**Task**. Reproduce all of the data exactly.

**Exercise materials**.
★ ★ ★ ★ ★ ★ ★

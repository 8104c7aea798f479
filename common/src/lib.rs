//! Common definitions shared by the property management crates.
//!
//! List of available Cargo features:
#![doc = document_features::document_features!()]
#![deny(
    nonstandard_style,
    rust_2018_idioms,
    rustdoc::all,
    trivial_casts,
    trivial_numeric_casts,
    unsafe_code
)]
#![forbid(non_ascii_idents)]
#![warn(
    clippy::allow_attributes,
    clippy::allow_attributes_without_reason,
    clippy::pedantic,
    clippy::wildcard_enum_match_arm,
    deprecated_in_future,
    missing_copy_implementations,
    missing_debug_implementations,
    missing_docs,
    unreachable_pub,
    unused_crate_dependencies,
    unused_import_braces,
    unused_labels,
    unused_lifetimes,
    unused_qualifications,
    unused_results
)]

pub mod datetime;
pub mod handler;
mod kind;
pub mod money;
pub mod operations;
pub mod unit;

pub use self::{
    datetime::{DateTime, DateTimeOf},
    handler::Handler,
    kind::FromParam,
    money::Money,
};

#[doc(hidden)]
pub mod private {
    //! Private definitions used by macros.

    #[cfg(feature = "postgres")]
    pub use postgres_types;
    #[cfg(feature = "serde")]
    pub use serde;
    pub use strum;
}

★ ★ ★ ★ ★ ★ ★

**Solution for this task**.
repository 8104c7aea798f479
filename common/src/lib.rs
//! Common definitions shared by the property management crates.
//!
//! List of available Cargo features:
#![doc = document_features::document_features!()]
#![deny(
    nonstandard_style,
    rust_2018_idioms,
    rustdoc::all,
    trivial_casts,
    trivial_numeric_casts,
    unsafe_code
)]
#![forbid(non_ascii_idents)]
#![warn(
    clippy::allow_attributes,
    clippy::allow_attributes_without_reason,
    clippy::pedantic,
    clippy::wildcard_enum_match_arm,
    deprecated_in_future,
    missing_copy_implementations,
    missing_debug_implementations,
    missing_docs,
    unreachable_pub,
    unused_crate_dependencies,
    unused_import_braces,
    unused_labels,
    unused_lifetimes,
    unused_qualifications,
    unused_results
)]

pub mod datetime;
pub mod handler;
mod kind;
pub mod money;
pub mod operations;
pub mod unit;

pub use self::{
    datetime::{DateTime, DateTimeOf},
    handler::Handler,
    kind::FromParam,
    money::Money,
};

#[doc(hidden)]
pub mod private {
    //! Private definitions used by macros.

    #[cfg(feature = "postgres")]
    pub use postgres_types;
    #[cfg(feature = "serde")]
    pub use serde;
    pub use strum;
}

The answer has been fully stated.